Friday Saumur and La Fleuve


Waking and breakfasting with Wood Pigeons, three or four, and at least one young one, coo-coo-cooing in the trees above our heads, exploding upwards and outwards noisily as they move on. The robin providing a gentle, sweet autumn song as background and the chaffinch interposing occasional percussion...pinc, pinc, pinc. Magpies hack and cough and cackle. Then, surprise additions to the orchestra, a melodic willow warbler and a distant crow, honking.
Croissants for Chris and toast and marmalade for the economical one, using the last of the bread brought, frozen, from home.
Bicycles today, Chris grooms, saddles and tacks up ready for the day. Picnic is packed. French bread, French cheese, French salad and English fruit cake and chocolate.
First stop down at the waters' edge, magnificent, jaw dropping, along comes a leisurely legendary Osprey, twisting and dropping suddenly into the Loire, emerging with huge difficulty from the water, a massive, struggling fish hanging by its tail from the bird's talons. Twisting and shaking the water out of its feathers the osprey rises, manoeuvring the fish into an aerodynamically acceptable position, and it is off to eat breakfast, somewhere quiet. A man arrives with his two dogs which play and drink from the river. The bird is making its way along the river with its prize, and the man can hardly believe what Chris has photographed and shown him. We agree on the French for osprey, and immediately forget it, and he tells us that peregrines live under the next bridge. He has been a farmer, of sheep and goats, he made and sold goats cheese. He is 67, retired, and envies Chris's big camera. 'Un cadeau d'anniversaire especiale' we say. He likes his own camera, 300 euros, it takes very good pictures using film, better than digital.

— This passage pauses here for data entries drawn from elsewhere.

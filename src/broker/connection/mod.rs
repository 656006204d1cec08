//! MQTT Connection Handler
//!
//! [`ClientConnection`] is the broker's view of one transport connection:
//! its framer, the transport handle and the negotiated client context. The
//! driver feeds raw bytes into [`Broker::receive`]; each decoded frame is
//! handled under the broker lock by the per-packet modules below. When the
//! transport goes away the driver calls [`Broker::connection_lost`].

mod connect;
mod disconnect;
mod publish;
mod qos;
mod subscribe;

use std::fmt;
use std::sync::Arc;
use std::time::Instant;

use ahash::AHashMap;
use bytes::{Bytes, BytesMut};
use tracing::{debug, trace};

use super::{Broker, BrokerState, ConnectionId, DisconnectReason, Transport};
use crate::codec::{Encoder, FrameError, PacketFramer};
use crate::protocol::{ConnAck, Disconnect, Packet, ProtocolError, ProtocolVersion, ReasonCode};

/// Connection error types
#[derive(Debug)]
pub enum ConnectionError {
    Io(std::io::Error),
    /// Undecodable input; the reason code was sent if the generation allows
    Frame(FrameError),
    /// Well-formed input the broker refused; closed with a reason code
    Protocol(ProtocolError),
    /// No CONNECT within the connect timeout
    ConnectTimeout,
    Shutdown,
}

impl fmt::Display for ConnectionError {
    fn fmt(&self, f: &mut fmt::Formatter<'_>) -> fmt::Result {
        match self {
            ConnectionError::Io(e) => write!(f, "IO error: {}", e),
            ConnectionError::Frame(e) => write!(f, "Frame error: {}", e),
            ConnectionError::Protocol(e) => write!(f, "Protocol error: {}", e),
            ConnectionError::ConnectTimeout => write!(f, "CONNECT timeout"),
            ConnectionError::Shutdown => write!(f, "Shutdown"),
        }
    }
}

impl std::error::Error for ConnectionError {}

impl From<std::io::Error> for ConnectionError {
    fn from(e: std::io::Error) -> Self {
        ConnectionError::Io(e)
    }
}

impl From<FrameError> for ConnectionError {
    fn from(e: FrameError) -> Self {
        ConnectionError::Frame(e)
    }
}

impl From<ProtocolError> for ConnectionError {
    fn from(e: ProtocolError) -> Self {
        ConnectionError::Protocol(e)
    }
}

/// What the driver should do after a call into the broker
#[derive(Debug, Clone, Copy, PartialEq, Eq)]
pub enum Flow {
    Continue,
    /// Flush what is buffered and close
    Close,
}

/// Client context established by a successful CONNECT
#[derive(Debug)]
pub(crate) struct ClientContext {
    pub client_id: Arc<str>,
    pub username: Option<String>,
    pub password: Option<Bytes>,
    pub version: ProtocolVersion,
    pub encoder: Encoder,
    /// Inbound topic aliases (v5)
    pub topic_aliases: AHashMap<u16, Arc<str>>,
    /// Set when the client's DISCONNECT settled the will
    pub disconnect: Option<DisconnectReason>,
    /// Session expiry was zero at CONNECT; DISCONNECT may not raise it
    pub zero_expiry_at_connect: bool,
}

#[derive(Debug)]
pub(crate) enum Phase {
    AwaitingConnect,
    Active(ClientContext),
    Closed,
}

pub struct ClientConnection {
    id: ConnectionId,
    transport: Arc<dyn Transport>,
    framer: PacketFramer,
    pub(crate) phase: Phase,
}

impl ClientConnection {
    pub fn id(&self) -> ConnectionId {
        self.id
    }

    pub fn client_id(&self) -> Option<&Arc<str>> {
        match &self.phase {
            Phase::Active(ctx) => Some(&ctx.client_id),
            _ => None,
        }
    }

    pub fn protocol_version(&self) -> Option<ProtocolVersion> {
        match &self.phase {
            Phase::Active(ctx) => Some(ctx.version),
            _ => self.framer.protocol_version(),
        }
    }

    pub fn is_closed(&self) -> bool {
        matches!(self.phase, Phase::Closed) || self.transport.is_closed()
    }

    /// Encode `packet` for this connection's generation and queue it
    pub(crate) fn send(&self, packet: &Packet) {
        let version = self.protocol_version().unwrap_or(ProtocolVersion::V311);
        let mut buf = BytesMut::new();
        match Encoder::new(version).encode(packet, &mut buf) {
            Ok(()) => self.transport.send(buf.freeze()),
            Err(e) => debug!(connection = %self.id, "failed to encode {:?}: {}", packet.packet_type(), e),
        }
    }

    pub(crate) fn context(&self) -> Option<&ClientContext> {
        match &self.phase {
            Phase::Active(ctx) => Some(ctx),
            _ => None,
        }
    }

    pub(crate) fn context_mut(&mut self) -> Option<&mut ClientContext> {
        match &mut self.phase {
            Phase::Active(ctx) => Some(ctx),
            _ => None,
        }
    }
}

impl fmt::Debug for ClientConnection {
    fn fmt(&self, f: &mut fmt::Formatter<'_>) -> fmt::Result {
        f.debug_struct("ClientConnection")
            .field("id", &self.id)
            .field("client_id", &self.client_id())
            .finish()
    }
}

impl Broker {
    /// Register a new transport connection
    pub fn accept(&self, transport: Arc<dyn Transport>) -> ClientConnection {
        let id = self.next_connection_id();
        trace!(connection = %id, "accepted");
        ClientConnection {
            id,
            transport,
            framer: PacketFramer::new(self.config.max_packet_size),
            phase: Phase::AwaitingConnect,
        }
    }

    /// Feed bytes read from the transport. Frames are handled one at a time,
    /// each under the broker lock.
    pub fn receive(
        &self,
        conn: &mut ClientConnection,
        data: &[u8],
        now: Instant,
    ) -> Result<Flow, ConnectionError> {
        if matches!(conn.phase, Phase::Closed) {
            return Ok(Flow::Close);
        }
        conn.framer.push(data);
        loop {
            let packet = match conn.framer.next_packet() {
                Ok(Some(packet)) => packet,
                Ok(None) => return Ok(Flow::Continue),
                Err(e) => {
                    debug!(connection = %conn.id, "frame error: {}", e);
                    self.abort(conn, e.reason_code(), now);
                    return Err(e.into());
                }
            };
            match self.handle_packet(conn, packet, now) {
                Ok(Flow::Continue) => {}
                Ok(Flow::Close) => {
                    conn.transport.close();
                    return Ok(Flow::Close);
                }
                Err(e) => {
                    debug!(connection = %conn.id, "protocol error: {}", e);
                    self.abort(conn, e.reason_code(), now);
                    return Err(e.into());
                }
            }
        }
    }

    fn handle_packet(
        &self,
        conn: &mut ClientConnection,
        packet: Packet,
        now: Instant,
    ) -> Result<Flow, ProtocolError> {
        let mut st = self.lock();
        trace!(connection = %conn.id, packet = ?packet.packet_type(), "inbound");

        let client_id = match &conn.phase {
            Phase::Closed => return Ok(Flow::Close),
            Phase::AwaitingConnect => {
                return match packet {
                    Packet::Connect(connect) => self.handle_connect(&mut st, conn, *connect, now),
                    _ => Err(ProtocolError::Violation("first packet must be CONNECT")),
                };
            }
            Phase::Active(ctx) => ctx.client_id.clone(),
        };

        // A connection whose session was taken over only waits to be closed
        match st.sessions.get_mut(&client_id) {
            Some(session) if session.connection == Some(conn.id) => session.touch(now),
            _ => return Ok(Flow::Close),
        }

        match packet {
            Packet::Connect(_) => Err(ProtocolError::Violation("second CONNECT")),
            Packet::Publish(publish) => self.handle_publish(&mut st, conn, publish, now),
            Packet::PubAck(ack) => self.handle_puback(&mut st, conn, ack.packet_id),
            Packet::PubRec(rec) => self.handle_pubrec(&mut st, conn, rec.packet_id, rec.reason_code),
            Packet::PubRel(rel) => self.handle_pubrel(&mut st, conn, rel.packet_id, now),
            Packet::PubComp(comp) => self.handle_pubcomp(&mut st, conn, comp.packet_id),
            Packet::Subscribe(sub) => self.handle_subscribe(&mut st, conn, sub, now),
            Packet::Unsubscribe(unsub) => self.handle_unsubscribe(&mut st, conn, unsub, now),
            Packet::PingReq => {
                conn.send(&Packet::PingResp);
                Ok(Flow::Continue)
            }
            Packet::Disconnect(d) => self.handle_disconnect(&mut st, conn, d),
            Packet::Auth(_) => Err(ProtocolError::Unsupported(ReasonCode::BadAuthenticationMethod)),
            Packet::ConnAck(_) | Packet::SubAck(_) | Packet::UnsubAck(_) | Packet::PingResp => {
                Err(ProtocolError::Violation("server-to-client packet"))
            }
        }
    }

    /// Report `reason` to the peer where the generation allows it and close
    fn abort(&self, conn: &mut ClientConnection, reason: ReasonCode, now: Instant) {
        match &conn.phase {
            Phase::Active(ctx) if ctx.version.is_v5() => {
                conn.send(&Packet::Disconnect(Disconnect::new(reason)));
            }
            Phase::AwaitingConnect => match conn.framer.protocol_version() {
                Some(ProtocolVersion::V5) => conn.send(&Packet::ConnAck(ConnAck {
                    reason_code: reason,
                    ..Default::default()
                })),
                _ if reason == ReasonCode::UnsupportedProtocolVersion => {
                    conn.send(&Packet::ConnAck(ConnAck {
                        reason_code: reason,
                        ..Default::default()
                    }))
                }
                _ => {}
            },
            _ => {}
        }
        if let Some(ctx) = conn.context_mut() {
            ctx.disconnect.get_or_insert(DisconnectReason::ProtocolError(reason));
        }
        conn.transport.close();
        self.connection_lost(conn, now);
    }

    /// The transport closed. Marks the session disconnected, publishes or
    /// schedules the will and drops a zero-expiry session. A connection
    /// that no longer owns its session (taken over) changes nothing.
    pub fn connection_lost(&self, conn: &mut ClientConnection, now: Instant) {
        let phase = std::mem::replace(&mut conn.phase, Phase::Closed);
        let Phase::Active(ctx) = phase else {
            return;
        };
        let reason = ctx.disconnect.unwrap_or(DisconnectReason::ConnectionLost);
        let mut st = self.lock();
        st.links.remove(&conn.id);

        let owns_session = st
            .sessions
            .get(&ctx.client_id)
            .is_some_and(|s| s.connection == Some(conn.id));
        if !owns_session {
            trace!(client_id = %ctx.client_id, connection = %conn.id, "stale connection closed");
            return;
        }
        self.detach_session(&mut st, &ctx.client_id, reason, now);
    }

    /// Forcibly close the connection attached to `client_id`, as for a
    /// keep-alive timeout or a cluster takeover
    pub(crate) fn drop_connection(
        &self,
        st: &mut BrokerState,
        client_id: &Arc<str>,
        reason: DisconnectReason,
        detach: bool,
        now: Instant,
    ) {
        let connection = st.sessions.get(client_id).and_then(|s| s.connection);
        if let Some(link) = connection.and_then(|c| st.links.remove(&c)) {
            let code = match reason {
                DisconnectReason::KeepAliveTimeout => Some(ReasonCode::KeepAliveTimeout),
                DisconnectReason::TakenOver => Some(ReasonCode::SessionTakenOver),
                DisconnectReason::ServerShutdown => Some(ReasonCode::ServerShuttingDown),
                DisconnectReason::ProtocolError(rc) => Some(rc),
                _ => None,
            };
            if let Some(code) = code.filter(|_| link.encoder.version().is_v5()) {
                link.send_packet(&Packet::Disconnect(Disconnect::new(code)));
            }
            link.transport.close();
        }
        if detach {
            self.detach_session(st, client_id, reason, now);
        }
    }
}
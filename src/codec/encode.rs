//! Packet encoding
//!
//! Bodies are written into a scratch buffer first so the remaining length
//! never has to be computed separately from the bytes it describes.

use bytes::{BufMut, BytesMut};

use super::{write_binary, write_string, write_variable_int};
use crate::protocol::{
    Connect, EncodeError, Packet, Properties, ProtocolVersion, QoS, ReasonCode,
};

#[derive(Debug, Clone, Copy)]
pub struct Encoder {
    version: ProtocolVersion,
}

impl Encoder {
    pub fn new(version: ProtocolVersion) -> Self {
        Self { version }
    }

    pub fn version(&self) -> ProtocolVersion {
        self.version
    }

    /// Append one complete frame to `buf`
    pub fn encode(&self, packet: &Packet, buf: &mut BytesMut) -> Result<(), EncodeError> {
        let mut body = BytesMut::with_capacity(64);
        let flags = self.encode_body(packet, &mut body)?;
        buf.reserve(body.len() + 5);
        buf.put_u8(((packet.packet_type() as u8) << 4) | flags);
        write_variable_int(buf, body.len() as u32)?;
        buf.extend_from_slice(&body);
        Ok(())
    }

    /// Size of the frame `packet` would produce
    pub fn encoded_len(&self, packet: &Packet) -> Result<usize, EncodeError> {
        let mut buf = BytesMut::new();
        self.encode(packet, &mut buf)?;
        Ok(buf.len())
    }

    fn v5(&self) -> bool {
        self.version.is_v5()
    }

    fn properties(&self, props: &Properties, b: &mut BytesMut) -> Result<(), EncodeError> {
        if self.v5() {
            props.encode(b)?;
        }
        Ok(())
    }

    /// Writes the body and returns the header flags nibble
    fn encode_body(&self, packet: &Packet, b: &mut BytesMut) -> Result<u8, EncodeError> {
        let flags = packet.packet_type().fixed_flags().unwrap_or(0);
        match packet {
            Packet::Connect(c) => self.connect(c, b)?,
            Packet::ConnAck(p) => {
                b.put_u8(p.session_present as u8);
                if self.v5() {
                    b.put_u8(p.reason_code as u8);
                    p.properties.encode(b)?;
                } else {
                    b.put_u8(p.reason_code.to_v3_connack_code());
                }
            }
            Packet::Publish(p) => {
                write_string(b, &p.topic)?;
                if p.qos != QoS::AtMostOnce {
                    b.put_u16(p.packet_id.unwrap_or(0));
                }
                self.properties(&p.properties, b)?;
                b.extend_from_slice(&p.payload);
                let mut flags = (p.qos as u8) << 1;
                if p.dup {
                    flags |= 0x08;
                }
                if p.retain {
                    flags |= 0x01;
                }
                return Ok(flags);
            }
            Packet::PubAck(p) => self.ack(p.packet_id, p.reason_code, &p.properties, b)?,
            Packet::PubRec(p) => self.ack(p.packet_id, p.reason_code, &p.properties, b)?,
            Packet::PubRel(p) => self.ack(p.packet_id, p.reason_code, &p.properties, b)?,
            Packet::PubComp(p) => self.ack(p.packet_id, p.reason_code, &p.properties, b)?,
            Packet::Subscribe(p) => {
                b.put_u16(p.packet_id);
                self.properties(&p.properties, b)?;
                for f in &p.filters {
                    write_string(b, &f.filter)?;
                    if self.v5() {
                        b.put_u8(f.options.to_byte());
                    } else {
                        b.put_u8(f.options.qos as u8);
                    }
                }
            }
            Packet::SubAck(p) => {
                b.put_u16(p.packet_id);
                self.properties(&p.properties, b)?;
                for rc in &p.reason_codes {
                    if self.v5() {
                        b.put_u8(*rc as u8);
                    } else {
                        b.put_u8(rc.to_v3_suback_code());
                    }
                }
            }
            Packet::Unsubscribe(p) => {
                b.put_u16(p.packet_id);
                self.properties(&p.properties, b)?;
                for f in &p.filters {
                    write_string(b, f)?;
                }
            }
            Packet::UnsubAck(p) => {
                b.put_u16(p.packet_id);
                if self.v5() {
                    p.properties.encode(b)?;
                    for rc in &p.reason_codes {
                        b.put_u8(*rc as u8);
                    }
                }
            }
            Packet::PingReq | Packet::PingResp => {}
            Packet::Disconnect(p) => {
                if self.v5() && (p.reason_code != ReasonCode::Success || !p.properties.is_empty())
                {
                    b.put_u8(p.reason_code as u8);
                    if !p.properties.is_empty() {
                        p.properties.encode(b)?;
                    }
                }
            }
            Packet::Auth(p) => {
                if p.reason_code != ReasonCode::Success || !p.properties.is_empty() {
                    b.put_u8(p.reason_code as u8);
                    p.properties.encode(b)?;
                }
            }
        }
        Ok(flags)
    }

    fn ack(
        &self,
        packet_id: u16,
        reason_code: ReasonCode,
        properties: &Properties,
        b: &mut BytesMut,
    ) -> Result<(), EncodeError> {
        b.put_u16(packet_id);
        if !self.v5() {
            return Ok(());
        }
        // v5 shortest form: the reason code and properties are omitted on success
        if reason_code != ReasonCode::Success || !properties.is_empty() {
            b.put_u8(reason_code as u8);
            if !properties.is_empty() {
                properties.encode(b)?;
            }
        }
        Ok(())
    }

    fn connect(&self, c: &Connect, b: &mut BytesMut) -> Result<(), EncodeError> {
        write_string(b, "MQTT")?;
        b.put_u8(c.protocol_version as u8);

        let mut flags = 0u8;
        if c.clean_start {
            flags |= 0x02;
        }
        if let Some(will) = &c.will {
            flags |= 0x04 | ((will.qos as u8) << 3);
            if will.retain {
                flags |= 0x20;
            }
        }
        if c.password.is_some() {
            flags |= 0x40;
        }
        if c.username.is_some() {
            flags |= 0x80;
        }
        b.put_u8(flags);
        b.put_u16(c.keep_alive);

        let v5 = c.protocol_version.is_v5();
        if v5 {
            c.properties.encode(b)?;
        }
        write_string(b, &c.client_id)?;
        if let Some(will) = &c.will {
            if v5 {
                will.properties.encode(b)?;
            }
            write_string(b, &will.topic)?;
            write_binary(b, &will.payload)?;
        }
        if let Some(username) = &c.username {
            write_string(b, username)?;
        }
        if let Some(password) = &c.password {
            write_binary(b, password)?;
        }
        Ok(())
    }
}
//! Hooks module tests

use std::sync::atomic::{AtomicUsize, Ordering};

use super::*;

#[test]
fn test_default_hooks_allow_all() {
    let hooks = DefaultHooks;
    assert!(hooks.authenticate("client1", Some("user"), Some(b"pass")));
    assert!(hooks.authorize("client1", Some("user"), None, "test/topic", false, b"x"));
    assert!(hooks.authorize("client1", None, None, "test/#", true, b""));
}

struct AllowHooks;
struct DenyHooks;

impl Hooks for AllowHooks {}

impl Hooks for DenyHooks {
    fn authenticate(&self, _: &str, _: Option<&str>, _: Option<&[u8]>) -> bool {
        false
    }

    fn authorize(
        &self,
        _: &str,
        _: Option<&str>,
        _: Option<&[u8]>,
        topic: &str,
        _: bool,
        _: &[u8],
    ) -> bool {
        !topic.starts_with("secret/")
    }
}

#[derive(Clone, Default)]
struct CountingHooks {
    events: Arc<AtomicUsize>,
}

impl Hooks for CountingHooks {
    fn on_event(&self, _event: &BrokerEvent) {
        self.events.fetch_add(1, Ordering::SeqCst);
    }
}

fn event() -> BrokerEvent {
    BrokerEvent::ClientConnected {
        client_id: Arc::from("c1"),
        protocol_version: crate::protocol::ProtocolVersion::V5,
        session_present: false,
    }
}

#[test]
fn test_composite_requires_every_member() {
    let hooks = CompositeHooks::new().with(AllowHooks).with(DenyHooks);
    assert_eq!(hooks.len(), 2);
    assert!(!hooks.authenticate("c", None, None));
    assert!(hooks.authorize("c", None, None, "public/a", false, b""));
    assert!(!hooks.authorize("c", None, None, "secret/a", false, b""));
}

#[test]
fn test_empty_composite_allows() {
    let hooks = CompositeHooks::new();
    assert!(hooks.is_empty());
    assert!(hooks.authenticate("c", None, None));
}

#[test]
fn test_events_reach_every_member() {
    let a = CountingHooks::default();
    let b = CountingHooks::default();
    let hooks = CompositeHooks::new().with(a.clone()).with(b.clone());
    hooks.on_event(&event());
    hooks.on_event(&event());
    assert_eq!(a.events.load(Ordering::SeqCst), 2);
    assert_eq!(b.events.load(Ordering::SeqCst), 2);
}

#[test]
fn test_arc_wrapper_delegates() {
    let hooks: Arc<dyn Hooks> = Arc::new(DenyHooks);
    assert!(!hooks.authenticate("c", None, None));
    let wrapped = Arc::new(hooks);
    assert!(!wrapped.authorize("c", None, None, "secret/x", true, b""));
}
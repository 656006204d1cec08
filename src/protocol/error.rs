//! Protocol error types

use std::fmt;

use super::ReasonCode;

/// Broad classes of decode failure; each one closes the connection
#[derive(Debug, Clone, Copy, PartialEq, Eq)]
pub enum ErrorKind {
    /// Structurally invalid bytes (bad header, bad varint, truncated field)
    Malformed,
    /// Structurally valid but forbidden (reserved bits, QoS 3, ...)
    ProtocolViolation,
    /// Declared size above the negotiated maximum
    PacketTooLarge,
}

/// Errors raised while turning bytes into packets
#[derive(Debug, Clone, PartialEq, Eq)]
pub enum DecodeError {
    /// A field ran past the end of the frame body
    Truncated,
    /// Fifth continuation byte in a variable byte integer
    InvalidVarint,
    /// Packet type nibble 0
    InvalidPacketType(u8),
    /// Flags nibble does not match the packet type
    InvalidFlags,
    /// Protocol name other than "MQTT"/"MQIsdp"
    InvalidProtocolName,
    /// Protocol level is valid but belongs to the other generation
    VersionMismatch(u8),
    /// Protocol level unknown to either generation
    UnsupportedProtocolVersion(u8),
    InvalidQoS(u8),
    InvalidUtf8,
    InvalidPropertyId(u8),
    DuplicateProperty(u8),
    InvalidReasonCode(u8),
    InvalidSubscriptionOptions,
    /// Frame larger than allowed
    PacketTooLarge { size: usize, max: usize },
    /// Structurally invalid content
    Malformed(&'static str),
    /// Semantically forbidden content
    Violation(&'static str),
}

impl DecodeError {
    pub fn kind(&self) -> ErrorKind {
        match self {
            Self::Truncated
            | Self::InvalidVarint
            | Self::InvalidUtf8
            | Self::InvalidPropertyId(_)
            | Self::VersionMismatch(_)
            | Self::Malformed(_) => ErrorKind::Malformed,
            Self::PacketTooLarge { .. } => ErrorKind::PacketTooLarge,
            _ => ErrorKind::ProtocolViolation,
        }
    }

    /// Whether retrying the frame as the older generation could succeed.
    ///
    /// Only structural failures qualify; a semantically invalid value is
    /// invalid under either generation.
    pub fn is_structural(&self) -> bool {
        self.kind() == ErrorKind::Malformed
    }

    /// Reason code reported to the peer before the connection is closed
    pub fn reason_code(&self) -> ReasonCode {
        match self {
            Self::UnsupportedProtocolVersion(_) | Self::InvalidProtocolName => {
                ReasonCode::UnsupportedProtocolVersion
            }
            _ => match self.kind() {
                ErrorKind::Malformed => ReasonCode::MalformedPacket,
                ErrorKind::ProtocolViolation => ReasonCode::ProtocolError,
                ErrorKind::PacketTooLarge => ReasonCode::PacketTooLarge,
            },
        }
    }
}

impl fmt::Display for DecodeError {
    fn fmt(&self, f: &mut fmt::Formatter<'_>) -> fmt::Result {
        match self {
            Self::Truncated => write!(f, "field truncated"),
            Self::InvalidVarint => write!(f, "malformed variable byte integer"),
            Self::InvalidPacketType(t) => write!(f, "invalid packet type {}", t),
            Self::InvalidFlags => write!(f, "invalid fixed header flags"),
            Self::InvalidProtocolName => write!(f, "invalid protocol name"),
            Self::VersionMismatch(level) => {
                write!(f, "protocol level {} belongs to the other generation", level)
            }
            Self::UnsupportedProtocolVersion(level) => {
                write!(f, "unsupported protocol level {}", level)
            }
            Self::InvalidQoS(q) => write!(f, "invalid QoS {}", q),
            Self::InvalidUtf8 => write!(f, "invalid UTF-8 string"),
            Self::InvalidPropertyId(id) => write!(f, "invalid property id 0x{:02x}", id),
            Self::DuplicateProperty(id) => write!(f, "duplicate property 0x{:02x}", id),
            Self::InvalidReasonCode(rc) => write!(f, "invalid reason code 0x{:02x}", rc),
            Self::InvalidSubscriptionOptions => write!(f, "invalid subscription options"),
            Self::PacketTooLarge { size, max } => {
                write!(f, "packet of {} bytes exceeds maximum {}", size, max)
            }
            Self::Malformed(msg) => write!(f, "malformed packet: {}", msg),
            Self::Violation(msg) => write!(f, "protocol violation: {}", msg),
        }
    }
}

impl std::error::Error for DecodeError {}

/// Errors raised while serialising packets
#[derive(Debug, Clone, PartialEq, Eq)]
pub enum EncodeError {
    /// Remaining length above 268,435,455
    PacketTooLarge,
    /// String or binary field above 65,535 bytes
    FieldTooLong,
}

impl fmt::Display for EncodeError {
    fn fmt(&self, f: &mut fmt::Formatter<'_>) -> fmt::Result {
        match self {
            Self::PacketTooLarge => write!(f, "packet too large to encode"),
            Self::FieldTooLong => write!(f, "field exceeds 65535 bytes"),
        }
    }
}

impl std::error::Error for EncodeError {}

/// Failures while interpreting a well-formed packet against session state
#[derive(Debug, Clone, PartialEq, Eq)]
pub enum ProtocolError {
    Decode(DecodeError),
    Encode(EncodeError),
    /// Forbidden packet sequence or content
    Violation(&'static str),
    /// Request exceeds a negotiated capability (QoS, retain, ...)
    Unsupported(ReasonCode),
    /// Peer exceeded our receive maximum or packet id space
    QuotaExceeded,
}

impl ProtocolError {
    pub fn reason_code(&self) -> ReasonCode {
        match self {
            Self::Decode(e) => e.reason_code(),
            Self::Encode(_) => ReasonCode::ImplementationError,
            Self::Violation(_) => ReasonCode::ProtocolError,
            Self::Unsupported(rc) => *rc,
            Self::QuotaExceeded => ReasonCode::ReceiveMaxExceeded,
        }
    }
}

impl fmt::Display for ProtocolError {
    fn fmt(&self, f: &mut fmt::Formatter<'_>) -> fmt::Result {
        match self {
            Self::Decode(e) => write!(f, "decode error: {}", e),
            Self::Encode(e) => write!(f, "encode error: {}", e),
            Self::Violation(msg) => write!(f, "protocol violation: {}", msg),
            Self::Unsupported(rc) => write!(f, "unsupported request: {}", rc),
            Self::QuotaExceeded => write!(f, "quota exceeded"),
        }
    }
}

impl std::error::Error for ProtocolError {}

impl From<DecodeError> for ProtocolError {
    fn from(e: DecodeError) -> Self {
        ProtocolError::Decode(e)
    }
}

impl From<EncodeError> for ProtocolError {
    fn from(e: EncodeError) -> Self {
        ProtocolError::Encode(e)
    }
}

#[cfg(test)]
mod tests {
    use super::*;

    #[test]
    fn structural_errors_allow_generation_retry() {
        assert!(DecodeError::Truncated.is_structural());
        assert!(DecodeError::VersionMismatch(4).is_structural());
        assert!(!DecodeError::InvalidQoS(3).is_structural());
        assert!(!DecodeError::UnsupportedProtocolVersion(9).is_structural());
    }

    #[test]
    fn reason_codes_follow_kind() {
        assert_eq!(
            DecodeError::InvalidVarint.reason_code(),
            ReasonCode::MalformedPacket
        );
        assert_eq!(
            DecodeError::InvalidFlags.reason_code(),
            ReasonCode::ProtocolError
        );
        assert_eq!(
            DecodeError::PacketTooLarge { size: 10, max: 5 }.reason_code(),
            ReasonCode::PacketTooLarge
        );
    }
}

We ride on and watch the peregrine frightening the lapwings, but not catching one.
It is very hot. We cycle across the railway bridge which has been made into a road bridge, two ways, with a small corridor for cycles each side. The bridge is littered with pieces of wing mirror, smashed into pieces; the bridge is too narrow.
We eat lunch in the shade, admiring the Loire, a Fleuve, not a Rivière, this is a serious waterway, merits a properly dignified name.
The route home is partly through woods, blessedly cool. Partly, it is through villages with homes excavated into the soft cliff face. We are glad to get back to comfortable chairs and a cold drink for one of us, a very large mug of tea for the other.
We have finished the last bottle of wine now. I do, really, hope we can find a Carrefour or a Leclerc tomorrow.